Cue a massive depowering and being shackled to a shadow entity who has you on a short leash, voiced by Mark Hamill who plays it as the Joker but without the cackling, and away you go.
My problems with the game came from the fact it’s the cliché depowering plot mechanic again. You play Metroid, they take your abilities away in the first level. In God Of War you dragged Kratos carcass through ancient Greece to become the God of War and then they depower you at the beginning of God Of War 2.
The list goes on and on and it always struck me as lazy game design. In Darksiders you start as War, you then spend the rest of the game trying to unlock abilities to get back to being War. Net result to me is damn all progress.
The targeting system is awkward, I can’t lock on to fast moving flying enemies as smoothly as I’d like and it can drop the lock when the view of an enemy is obscured momentarily, which is something that shouldn’t happen. I know it has walked behind the pillar, let me circle it so I can take the shot.

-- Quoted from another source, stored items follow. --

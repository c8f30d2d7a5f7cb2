use serde_json::json;
use std::io::{BufRead, BufReader, Write};
use std::path::PathBuf;
use std::process::{Child, ChildStdin, ChildStdout, Command, Stdio};
use std::time::{SystemTime, UNIX_EPOCH};

fn temp_dir(prefix: &str) -> PathBuf {
    let p = std::env::temp_dir().join(format!(
        "{}-{}",
        prefix,
        SystemTime::now()
            .duration_since(UNIX_EPOCH)
            .expect("clock")
            .as_nanos()
    ));
    std::fs::create_dir_all(&p).expect("create temp dir");
    p
}

fn spawn_sidecar() -> (Child, ChildStdin, BufReader<ChildStdout>) {
    let exe = env!("CARGO_BIN_EXE_resultsd");
    let mut child = Command::new(exe)
        .stdin(Stdio::piped())
        .stdout(Stdio::piped())
        .stderr(Stdio::null())
        .spawn()
        .expect("spawn resultsd");
    let stdin = child.stdin.take().expect("child stdin");
    let stdout = child.stdout.take().expect("child stdout");
    (child, stdin, BufReader::new(stdout))
}

fn request(
    stdin: &mut ChildStdin,
    reader: &mut BufReader<ChildStdout>,
    id: &str,
    method: &str,
    params: serde_json::Value,
) -> serde_json::Value {
    let payload = json!({
        "id": id,
        "method": method,
        "params": params,
    });
    writeln!(stdin, "{}", payload).expect("write request");
    stdin.flush().expect("flush request");

    let mut line = String::new();
    reader.read_line(&mut line).expect("read response line");
    assert!(!line.trim().is_empty(), "empty response for {}", method);
    let value: serde_json::Value = serde_json::from_str(line.trim()).expect("parse response json");
    assert_eq!(value.get("id").and_then(|v| v.as_str()), Some(id));
    value
}

fn request_ok(
    stdin: &mut ChildStdin,
    reader: &mut BufReader<ChildStdout>,
    id: &str,
    method: &str,
    params: serde_json::Value,
) -> serde_json::Value {
    let value = request(stdin, reader, id, method, params);
    assert!(
        value.get("ok").and_then(|v| v.as_bool()).unwrap_or(false),
        "{} failed: {}",
        method,
        value
    );
    value.get("result").cloned().unwrap_or_else(|| json!({}))
}

fn error_code(value: &serde_json::Value) -> Option<&str> {
    value
        .get("error")
        .and_then(|e| e.get("code"))
        .and_then(|v| v.as_str())
}

fn select_workspace(stdin: &mut ChildStdin, reader: &mut BufReader<ChildStdout>, prefix: &str) {
    let workspace = temp_dir(prefix);
    let _ = request_ok(
        stdin,
        reader,
        "ws",
        "workspace.select",
        json!({ "path": workspace.to_string_lossy() }),
    );
}

#[test]
fn subject_codes_are_unique_and_normalized() {
    let (mut child, mut stdin, mut reader) = spawn_sidecar();
    select_workspace(&mut stdin, &mut reader, "resultsd-subjects-codes");

    let created = request_ok(
        &mut stdin,
        &mut reader,
        "1",
        "subjects.create",
        json!({ "name": "Agricultural Science", "code": " agr ", "description": "Crop and animal husbandry" }),
    );
    assert_eq!(created["code"], "AGR");
    let agr = created["subjectId"].as_str().expect("subjectId").to_string();

    let clash = request(
        &mut stdin,
        &mut reader,
        "2",
        "subjects.create",
        json!({ "name": "Agriculture", "code": "AGR" }),
    );
    assert_eq!(error_code(&clash), Some("validation_error"));

    let other = request_ok(
        &mut stdin,
        &mut reader,
        "3",
        "subjects.create",
        json!({ "name": "Home Economics", "code": "HEC" }),
    )["subjectId"]
        .as_str()
        .expect("subjectId")
        .to_string();

    let rename_clash = request(
        &mut stdin,
        &mut reader,
        "4",
        "subjects.update",
        json!({ "subjectId": other, "patch": { "code": "agr" } }),
    );
    assert_eq!(error_code(&rename_clash), Some("validation_error"));

    let updated = request_ok(
        &mut stdin,
        &mut reader,
        "5",
        "subjects.update",
        json!({ "subjectId": agr, "patch": { "name": "Agric. Science", "description": null } }),
    );
    assert_eq!(updated["name"], "Agric. Science");
    assert_eq!(updated["code"], "AGR");
    assert!(updated["description"].is_null());

    let missing = request(
        &mut stdin,
        &mut reader,
        "6",
        "subjects.update",
        json!({ "subjectId": "nope", "patch": { "name": "X" } }),
    );
    assert_eq!(error_code(&missing), Some("not_found"));

    let listed = request_ok(&mut stdin, &mut reader, "7", "subjects.list", json!({}));
    let codes: Vec<&str> = listed["subjects"]
        .as_array()
        .expect("subjects")
        .iter()
        .filter_map(|s| s["code"].as_str())
        .collect();
    assert_eq!(codes, vec!["AGR", "HEC"]);

    let _ = request_ok(
        &mut stdin,
        &mut reader,
        "8",
        "subjects.delete",
        json!({ "subjectId": other }),
    );
    let listed = request_ok(&mut stdin, &mut reader, "9", "subjects.list", json!({}));
    assert_eq!(listed["subjects"].as_array().map(|v| v.len()), Some(1));

    let _ = child.kill();
}

#[test]
fn referenced_subject_cannot_be_deleted() {
    let (mut child, mut stdin, mut reader) = spawn_sidecar();
    select_workspace(&mut stdin, &mut reader, "resultsd-subjects-guard");

    let class_id = request_ok(&mut stdin, &mut reader, "1", "classes.create", json!({ "name": "JSS 3" }))
        ["classId"]
        .as_str()
        .expect("classId")
        .to_string();
    let student_id = request_ok(
        &mut stdin,
        &mut reader,
        "2",
        "students.create",
        json!({ "classId": class_id, "lastName": "Eze", "firstName": "Chidi", "studentNo": "JS3/014" }),
    )["studentId"]
        .as_str()
        .expect("studentId")
        .to_string();
    let subject_id = request_ok(
        &mut stdin,
        &mut reader,
        "3",
        "subjects.create",
        json!({ "name": "French", "code": "FRE" }),
    )["subjectId"]
        .as_str()
        .expect("subjectId")
        .to_string();

    let _ = request_ok(
        &mut stdin,
        &mut reader,
        "4",
        "results.submit",
        json!({
            "studentId": student_id,
            "classId": class_id,
            "academicYear": "2024/2025",
            "term": "first",
            "enteredBy": "t.eze",
            "subjectMarks": [{ "subjectId": subject_id, "ca1": 10, "ca2": 10, "exam": 30 }]
        }),
    );

    let blocked = request(
        &mut stdin,
        &mut reader,
        "5",
        "subjects.delete",
        json!({ "subjectId": subject_id }),
    );
    assert_eq!(error_code(&blocked), Some("invalid_state"));

    let listed = request_ok(&mut stdin, &mut reader, "6", "subjects.list", json!({}));
    assert_eq!(listed["subjects"][0]["subjectResultCount"], 1);

    let students = request_ok(
        &mut stdin,
        &mut reader,
        "7",
        "students.list",
        json!({ "classId": class_id }),
    );
    assert_eq!(students["students"][0]["displayName"], "Eze, Chidi");
    assert_eq!(students["students"][0]["studentNo"], "JS3/014");

    let _ = child.kill();
}
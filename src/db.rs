use rusqlite::{Connection, OptionalExtension};
use std::path::Path;
use std::time::Duration;

pub const DB_FILE_NAME: &str = "results.sqlite3";

pub fn open_db(workspace: &Path) -> anyhow::Result<Connection> {
    std::fs::create_dir_all(workspace)?;
    let db_path = workspace.join(DB_FILE_NAME);
    let conn = Connection::open(db_path)?;
    // Other processes on the same workspace wait for the write lock instead of failing.
    conn.busy_timeout(Duration::from_secs(5))?;
    init_schema(&conn)?;
    Ok(conn)
}

pub fn init_schema(conn: &Connection) -> anyhow::Result<()> {
    conn.execute("PRAGMA foreign_keys = ON", [])?;

    conn.execute(
        "CREATE TABLE IF NOT EXISTS classes(
            id TEXT PRIMARY KEY,
            name TEXT NOT NULL
        )",
        [],
    )?;

    conn.execute(
        "CREATE TABLE IF NOT EXISTS students(
            id TEXT PRIMARY KEY,
            class_id TEXT NOT NULL,
            last_name TEXT NOT NULL,
            first_name TEXT NOT NULL,
            student_no TEXT,
            FOREIGN KEY(class_id) REFERENCES classes(id)
        )",
        [],
    )?;
    conn.execute(
        "CREATE INDEX IF NOT EXISTS idx_students_class ON students(class_id)",
        [],
    )?;

    conn.execute(
        "CREATE TABLE IF NOT EXISTS subjects(
            id TEXT PRIMARY KEY,
            name TEXT NOT NULL,
            code TEXT NOT NULL UNIQUE,
            description TEXT
        )",
        [],
    )?;

    conn.execute(
        "CREATE TABLE IF NOT EXISTS results(
            id TEXT PRIMARY KEY,
            student_id TEXT NOT NULL,
            class_id TEXT NOT NULL,
            academic_year TEXT NOT NULL,
            term TEXT NOT NULL,
            total_score REAL NOT NULL,
            average_score REAL NOT NULL,
            overall_grade TEXT NOT NULL,
            position INTEGER,
            total_students INTEGER,
            remarks TEXT,
            entered_by TEXT NOT NULL,
            entered_at TEXT NOT NULL,
            updated_at TEXT,
            published INTEGER NOT NULL DEFAULT 0,
            published_at TEXT,
            FOREIGN KEY(student_id) REFERENCES students(id),
            FOREIGN KEY(class_id) REFERENCES classes(id),
            UNIQUE(student_id, class_id, academic_year, term)
        )",
        [],
    )?;
    conn.execute(
        "CREATE INDEX IF NOT EXISTS idx_results_scope ON results(class_id, academic_year, term)",
        [],
    )?;
    conn.execute(
        "CREATE INDEX IF NOT EXISTS idx_results_student ON results(student_id)",
        [],
    )?;

    conn.execute(
        "CREATE TABLE IF NOT EXISTS subject_results(
            id TEXT PRIMARY KEY,
            result_id TEXT NOT NULL,
            subject_id TEXT NOT NULL,
            ca1 REAL NOT NULL,
            ca2 REAL NOT NULL,
            exam REAL NOT NULL,
            total REAL NOT NULL,
            grade TEXT NOT NULL,
            remark TEXT NOT NULL,
            FOREIGN KEY(result_id) REFERENCES results(id) ON DELETE CASCADE,
            FOREIGN KEY(subject_id) REFERENCES subjects(id),
            UNIQUE(result_id, subject_id)
        )",
        [],
    )?;
    conn.execute(
        "CREATE INDEX IF NOT EXISTS idx_subject_results_result ON subject_results(result_id)",
        [],
    )?;
    conn.execute(
        "CREATE INDEX IF NOT EXISTS idx_subject_results_subject ON subject_results(subject_id)",
        [],
    )?;

    conn.execute(
        "CREATE TABLE IF NOT EXISTS settings(
            key TEXT PRIMARY KEY,
            value_json TEXT NOT NULL
        )",
        [],
    )?;

    Ok(())
}

pub fn settings_get_json(conn: &Connection, key: &str) -> anyhow::Result<Option<serde_json::Value>> {
    let raw: Option<String> = conn
        .query_row(
            "SELECT value_json FROM settings WHERE key = ?",
            [key],
            |r| r.get(0),
        )
        .optional()?;
    match raw {
        Some(s) => Ok(Some(serde_json::from_str(&s)?)),
        None => Ok(None),
    }
}

pub fn settings_set_json(
    conn: &Connection,
    key: &str,
    value: &serde_json::Value,
) -> anyhow::Result<()> {
    let raw = serde_json::to_string(value)?;
    conn.execute(
        "INSERT INTO settings(key, value_json) VALUES(?, ?)
         ON CONFLICT(key) DO UPDATE SET value_json = excluded.value_json",
        (key, &raw),
    )?;
    Ok(())
}

pub fn settings_delete(conn: &Connection, key: &str) -> anyhow::Result<()> {
    conn.execute("DELETE FROM settings WHERE key = ?", [key])?;
    Ok(())
}
//! Immutable table snapshots

use serde::{Deserialize, Serialize};

use crate::column::Column;
use crate::value::CellValue;

/// One table row: cell values positionally aligned with the column list.
///
/// Invariant: every row holds exactly `columns.len()` cells.
pub type Row = Vec<CellValue>;

/// A table state at one point in time.
///
/// Snapshots are treated as values: every engine operation takes a
/// snapshot by reference and returns a fresh one. Callers never observe
/// partial updates.
#[derive(Debug, Clone, Default, PartialEq, Serialize, Deserialize)]
pub struct TableSnapshot {
    pub rows: Vec<Row>,
    pub columns: Vec<Column>,
}

impl TableSnapshot {
    /// Create a snapshot from rows and columns
    pub fn new(rows: Vec<Row>, columns: Vec<Column>) -> Self {
        Self { rows, columns }
    }

    /// An empty table with no columns
    pub fn empty() -> Self {
        Self::default()
    }

    pub fn row_count(&self) -> usize {
        self.rows.len()
    }

    pub fn column_count(&self) -> usize {
        self.columns.len()
    }

    /// Find the index of a column by name
    pub fn column_index(&self, name: &str) -> Option<usize> {
        self.columns.iter().position(|c| c.name == name)
    }

    /// All values of one column, cloned in row order
    pub fn column_values(&self, index: usize) -> Vec<CellValue> {
        self.rows
            .iter()
            .filter_map(|row| row.get(index).cloned())
            .collect()
    }

    /// Display strings of one column, in row order
    pub fn column_strings(&self, index: usize) -> Vec<String> {
        self.rows
            .iter()
            .filter_map(|row| row.get(index).map(|v| v.to_string()))
            .collect()
    }

    /// Numerically coerced values of one column.
    ///
    /// Cells that fail coercion are dropped, so the result may be
    /// shorter than the row count.
    pub fn numeric_column(&self, index: usize) -> Vec<f64> {
        self.rows
            .iter()
            .filter_map(|row| row.get(index).and_then(|v| v.as_number()))
            .collect()
    }
}

#[cfg(test)]
mod tests {
    use super::*;
    use crate::column::ColumnType;

    fn sample() -> TableSnapshot {
        TableSnapshot::new(
            vec![
                vec![CellValue::Number(1.0), CellValue::from("a")],
                vec![CellValue::from("2"), CellValue::from("b")],
                vec![CellValue::Null, CellValue::from("c")],
            ],
            vec![
                Column::new("x", ColumnType::Number),
                Column::new("label", ColumnType::Text),
            ],
        )
    }

    #[test]
    fn test_column_lookup() {
        let snap = sample();
        assert_eq!(snap.column_index("x"), Some(0));
        assert_eq!(snap.column_index("label"), Some(1));
        assert_eq!(snap.column_index("missing"), None);
    }

    #[test]
    fn test_numeric_column_drops_failures() {
        let snap = sample();
        // "2" coerces, Null does not
        assert_eq!(snap.numeric_column(0), vec![1.0, 2.0]);
        assert!(snap.numeric_column(1).is_empty());
    }

    #[test]
    fn test_column_strings() {
        let snap = sample();
        assert_eq!(snap.column_strings(1), vec!["a", "b", "c"]);
    }
}
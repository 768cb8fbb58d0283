//! Declarative transformation pipeline
//!
//! A pipeline is an ordered list of steps applied to a raw snapshot to
//! produce a processed snapshot. Execution is always a full replay from
//! raw, so the processed table is a pure function of (raw, pipeline).
//! Steps never fail: a bad configuration degrades to a no-op for that
//! step and the pipeline continues. Validation is the editor's job
//! before a step is added.

pub mod pipeline;
pub mod step;

pub use pipeline::process_data;
pub use step::{Aggregation, FillStrategy, SortDirection, StepConfig, TransformStep};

Then there’s the art style. War is pretty squat looking. So squat looking he looks more like a chunky action figure than a game texture model. And those textures are ridiculously ornate to the level that he looks like he was dressed by Liberace.
Indeed everything is pretty squat and looks like it was dressed by Liberace.
Then there’s the mechanical puzzles and secondary items which have been ripped from The Legend Of Zelda.
And like Zelda it is a collect-a-thon.
And like Zelda it cheats by extending the play time by forcing you to back track.
And like Zelda it’s good.
The last one is what surprised me. It’s good in a way that I wasn’t enjoying it until I had three hours of play time racked up and couldn’t remember exactly when I started enjoying it but now was.
I’m not sure if I’ll enjoy it enough to carry on when the inevitable ‘Now run back and collect all the stuff you could see but couldn’t reach the first time around’ twist occurs but it’s good enough for now.